This is totally not true. Usually they make jobs redundant not people. If there's a pool of people doing the same job and that headcount is reduced then it will often be the lowest performers that go however some places have done LIFO or cut the most expensive.

However if you're doing layoffs and you reduce your frontend team the it's likely low performers from the backend team get to stick around.


There is a difference between culling low performers and culling high performers in an org or team that's no longer wanted.

Most layoffs don't just fire low performers. They fire people working on products that turn out to have no future.


Research also shows that any layoffs negatively effect the performance of the company over the long term.

They bill it as “dropping the low performers” but in my experience, that’s rarely what actually happens.


the first to be laid off usually are local maxima - senior engineers who pull way more than their own weight but appear "expensive" due to seniority.

the first round of layoffs so often cripples a company because they make cuts on the wrong end of the performance spectrum.


The software engineers are likely going to be some of the highest paid employees, so laying off underperforming engineers is going to help reduce labor costs substantially.

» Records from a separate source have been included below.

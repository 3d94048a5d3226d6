use dashmap::DashMap;
use once_cell::sync::Lazy;
use regex::{Regex, RegexBuilder};
use std::fs::File;
use std::io::{BufRead, BufReader};
use std::path::Path;
use tracing::{debug, trace};

use crate::config::SearchRequest;
use crate::errors::{SearchError, SearchResult};
use crate::results::MatchRecord;

const BUFFER_CAPACITY: usize = 8192;

/// Characters that mark a name pattern as a shell glob
const GLOB_METACHARS: &[char] = &['*', '?', '[', ']'];

/// Each cache is flushed wholesale once it reaches this many entries
const PATTERN_CACHE_CAPACITY: usize = 256;

static NAME_PATTERN_CACHE: Lazy<DashMap<String, NamePattern>> = Lazy::new(DashMap::new);
static CONTENT_PATTERN_CACHE: Lazy<DashMap<(String, bool), Regex>> = Lazy::new(DashMap::new);

/// Compiled interpretation of a name pattern.
///
/// The glob-or-regex decision is made exactly once, when the pattern is
/// compiled: a pattern containing any of `* ? [ ]` is a shell glob matched
/// against the file's base name, anything else is a regex applied as an
/// unanchored search. So the non-glob pattern `a.txt` matches any base name
/// containing `a`, any character, then `txt` — including `ba.txt2`.
#[derive(Debug, Clone)]
pub enum NamePattern {
    Glob(glob::Pattern),
    Regex(Regex),
}

impl NamePattern {
    /// Compiles a name pattern, reusing a previously compiled instance when
    /// the same pattern text was seen before. Interactive sessions re-issue
    /// compilation per query, so the cache keeps that cheap.
    pub fn compile(pattern: &str) -> SearchResult<Self> {
        if let Some(entry) = NAME_PATTERN_CACHE.get(pattern) {
            return Ok(entry.clone());
        }

        let compiled = if pattern.contains(GLOB_METACHARS) {
            debug!("Pattern '{}' compiled as glob", pattern);
            NamePattern::Glob(
                glob::Pattern::new(pattern)
                    .map_err(|e| SearchError::invalid_pattern(pattern, e.to_string()))?,
            )
        } else {
            debug!("Pattern '{}' compiled as regex", pattern);
            NamePattern::Regex(
                Regex::new(pattern)
                    .map_err(|e| SearchError::invalid_pattern(pattern, e.to_string()))?,
            )
        };

        if NAME_PATTERN_CACHE.len() >= PATTERN_CACHE_CAPACITY {
            NAME_PATTERN_CACHE.clear();
        }
        NAME_PATTERN_CACHE.insert(pattern.to_string(), compiled.clone());
        Ok(compiled)
    }

    /// Tests a file base name against the pattern
    pub fn matches(&self, name: &str) -> bool {
        match self {
            NamePattern::Glob(pattern) => pattern.matches(name),
            NamePattern::Regex(regex) => regex.is_match(name),
        }
    }
}

fn compile_content_pattern(pattern: &str, case_insensitive: bool) -> SearchResult<Regex> {
    let key = (pattern.to_string(), case_insensitive);
    if let Some(entry) = CONTENT_PATTERN_CACHE.get(&key) {
        return Ok(entry.clone());
    }

    let regex = RegexBuilder::new(pattern)
        .case_insensitive(case_insensitive)
        .build()
        .map_err(|e| SearchError::invalid_pattern(pattern, e.to_string()))?;

    if CONTENT_PATTERN_CACHE.len() >= PATTERN_CACHE_CAPACITY {
        CONTENT_PATTERN_CACHE.clear();
    }
    CONTENT_PATTERN_CACHE.insert(key, regex.clone());
    Ok(regex)
}

/// Evaluates candidates against a request's name and content patterns.
///
/// Both patterns are compiled once per request. `match_file` never fails:
/// any I/O or decode problem on a candidate is treated as "no match".
#[derive(Debug, Clone)]
pub struct Matcher {
    name: NamePattern,
    content: Option<Regex>,
}

impl Matcher {
    /// Compiles the request's patterns. The only errors are pattern
    /// compilation failures, surfaced before any file is touched.
    pub fn new(request: &SearchRequest) -> SearchResult<Self> {
        let name = NamePattern::compile(&request.name_pattern)?;
        let content = match &request.content_pattern {
            Some(pattern) => Some(compile_content_pattern(pattern, request.case_insensitive)?),
            None => None,
        };
        Ok(Self { name, content })
    }

    /// Evaluates one candidate path, returning a record if it qualifies.
    ///
    /// The name filter runs first against the base name; the content scan
    /// only runs when the name matched and a content pattern exists. A file
    /// that cannot be opened or read is a non-match, not an error.
    pub fn match_file(&self, path: &Path) -> Option<MatchRecord> {
        let name = path.file_name()?.to_string_lossy();
        if !self.name.matches(&name) {
            return None;
        }

        match &self.content {
            None => Some(MatchRecord::name_only(path.to_path_buf())),
            Some(regex) => self.scan_content(path, regex),
        }
    }

    /// Scans a file line by line for the first content match.
    ///
    /// Lines are read as raw bytes and decoded lossily, so invalid UTF-8
    /// never aborts the scan. The handle is released on every exit path.
    fn scan_content(&self, path: &Path, regex: &Regex) -> Option<MatchRecord> {
        let file = File::open(path).ok()?;
        let mut reader = BufReader::with_capacity(BUFFER_CAPACITY, file);
        let mut buffer = Vec::with_capacity(256);
        let mut line_number = 0;

        loop {
            buffer.clear();
            match reader.read_until(b'\n', &mut buffer) {
                Ok(0) => return None,
                Ok(_) => {
                    line_number += 1;
                    let decoded = String::from_utf8_lossy(&buffer);
                    let line = decoded.strip_suffix('\n').unwrap_or(&decoded);
                    let line = line.strip_suffix('\r').unwrap_or(line);
                    if regex.is_match(line) {
                        trace!(
                            "Content match at {}:{}: {}",
                            path.display(),
                            line_number,
                            line
                        );
                        return Some(MatchRecord::with_line(
                            path.to_path_buf(),
                            line_number,
                            line.to_string(),
                        ));
                    }
                }
                // MatchSkip: a read failure mid-scan means no match
                Err(_) => return None,
            }
        }
    }
}

#[cfg(test)]
mod tests {
    use super::*;
    use std::fs;
    use std::io::Write;
    use std::path::PathBuf;
    use tempfile::tempdir;

    fn request(name: &str) -> SearchRequest {
        SearchRequest::new(".", name)
    }

    #[test]
    fn test_glob_matches_base_name() {
        // Name-only matching never touches the filesystem
        let matcher = Matcher::new(&request("*.txt")).unwrap();
        let record = matcher.match_file(Path::new("dir/a.txt"));
        assert_eq!(
            record,
            Some(MatchRecord::name_only(PathBuf::from("dir/a.txt")))
        );
    }

    #[test]
    fn test_glob_rejects_non_matching_name() {
        let matcher = Matcher::new(&request("*.txt")).unwrap();
        assert!(matcher.match_file(Path::new("dir/a.log")).is_none());
    }

    #[test]
    fn test_glob_character_class() {
        let matcher = Matcher::new(&request("log[0-9].txt")).unwrap();
        assert!(matcher.match_file(Path::new("log5.txt")).is_some());
        assert!(matcher.match_file(Path::new("logx.txt")).is_none());
    }

    #[test]
    fn test_regex_is_unanchored_substring_search() {
        // "a.txt" has no glob metacharacters, so it is a regex searched
        // anywhere in the base name: it also matches "ba.txt2".
        let matcher = Matcher::new(&request("a.txt")).unwrap();
        assert!(matcher.match_file(Path::new("a.txt")).is_some());
        assert!(matcher.match_file(Path::new("ba.txt2")).is_some());
        assert!(matcher.match_file(Path::new("notes.md")).is_none());
    }

    #[test]
    fn test_regex_dot_matches_any_character() {
        let matcher = Matcher::new(&request("a.txt")).unwrap();
        // '.' is a regex wildcard, not a literal dot
        assert!(matcher.match_file(Path::new("abtxt")).is_some());
    }

    #[test]
    fn test_invalid_regex_is_an_error() {
        let err = Matcher::new(&request("f(oo")).unwrap_err();
        assert!(matches!(err, SearchError::InvalidPattern { .. }));
    }

    #[test]
    fn test_invalid_glob_is_an_error() {
        let err = Matcher::new(&request("foo[")).unwrap_err();
        assert!(matches!(err, SearchError::InvalidPattern { .. }));
    }

    #[test]
    fn test_content_returns_first_matching_line() {
        let dir = tempdir().unwrap();
        let path = dir.path().join("a.txt");
        fs::write(&path, "hello\nworld\nworld again\n").unwrap();

        let matcher = Matcher::new(&request("*.txt").with_content_pattern("wor")).unwrap();
        let record = matcher.match_file(&path).unwrap();
        let line = record.line.unwrap();
        assert_eq!(line.number, 2);
        assert_eq!(line.text, "world");
    }

    #[test]
    fn test_content_strips_crlf() {
        let dir = tempdir().unwrap();
        let path = dir.path().join("a.txt");
        fs::write(&path, "first\r\nsecond\r\n").unwrap();

        let matcher = Matcher::new(&request("*.txt").with_content_pattern("second")).unwrap();
        let line = matcher.match_file(&path).unwrap().line.unwrap();
        assert_eq!(line.number, 2);
        assert_eq!(line.text, "second");
    }

    #[test]
    fn test_content_no_match_yields_none() {
        let dir = tempdir().unwrap();
        let path = dir.path().join("a.txt");
        fs::write(&path, "nothing interesting\n").unwrap();

        let matcher = Matcher::new(&request("*.txt").with_content_pattern("absent")).unwrap();
        assert!(matcher.match_file(&path).is_none());
    }

    #[test]
    fn test_content_case_sensitive_by_default() {
        let dir = tempdir().unwrap();
        let path = dir.path().join("a.txt");
        fs::write(&path, "Hello World\n").unwrap();

        let sensitive = Matcher::new(&request("*.txt").with_content_pattern("world")).unwrap();
        assert!(sensitive.match_file(&path).is_none());

        let insensitive = Matcher::new(
            &request("*.txt")
                .with_content_pattern("world")
                .case_insensitive(true),
        )
        .unwrap();
        let line = insensitive.match_file(&path).unwrap().line.unwrap();
        assert_eq!(line.number, 1);
        assert_eq!(line.text, "Hello World");
    }

    #[test]
    fn test_content_tolerates_invalid_utf8() {
        let dir = tempdir().unwrap();
        let path = dir.path().join("a.txt");
        let mut file = fs::File::create(&path).unwrap();
        file.write_all(b"\xFF\xFE garbage\nneedle here\n").unwrap();
        drop(file);

        let matcher = Matcher::new(&request("*.txt").with_content_pattern("needle")).unwrap();
        let line = matcher.match_file(&path).unwrap().line.unwrap();
        assert_eq!(line.number, 2);
        assert_eq!(line.text, "needle here");
    }

    #[test]
    fn test_unreadable_file_is_a_non_match() {
        let matcher = Matcher::new(&request("*.txt").with_content_pattern("x")).unwrap();
        assert!(matcher
            .match_file(Path::new("no/such/dir/vanished.txt"))
            .is_none());
    }

    #[test]
    fn test_pattern_cache_reuse() {
        let first = NamePattern::compile("cache_reuse_sample").unwrap();
        let second = NamePattern::compile("cache_reuse_sample").unwrap();
        assert!(matches!(first, NamePattern::Regex(_)));
        assert!(matches!(second, NamePattern::Regex(_)));
    }

    #[test]
    fn test_pattern_cache_is_bounded() {
        for i in 0..(3 * PATTERN_CACHE_CAPACITY) {
            NamePattern::compile(&format!("cache_fill_{}", i)).unwrap();
        }
        // Concurrent tests may slip a few entries in between a flush and
        // this check
        assert!(NAME_PATTERN_CACHE.len() <= PATTERN_CACHE_CAPACITY + 16);
    }
}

It might seem counter-intuitive, but often businesses lay off the high-performing-but-best-paid people because that drives the biggest savings while reducing the vanity headcount metric less, especially in companies where the effort of the team greatly outweighs any individual. They assume (sometimes rightly, sometimes wrongly) that the team will carry on without the 'superstar' people. There's also an assumption that the best people will leave when there's a layoff (mostly rightly), so getting rid of them means maintaining control of who's gone.

There should never been an assumption that you're safe from layoffs because you're the highest performing person on the team. Sadly.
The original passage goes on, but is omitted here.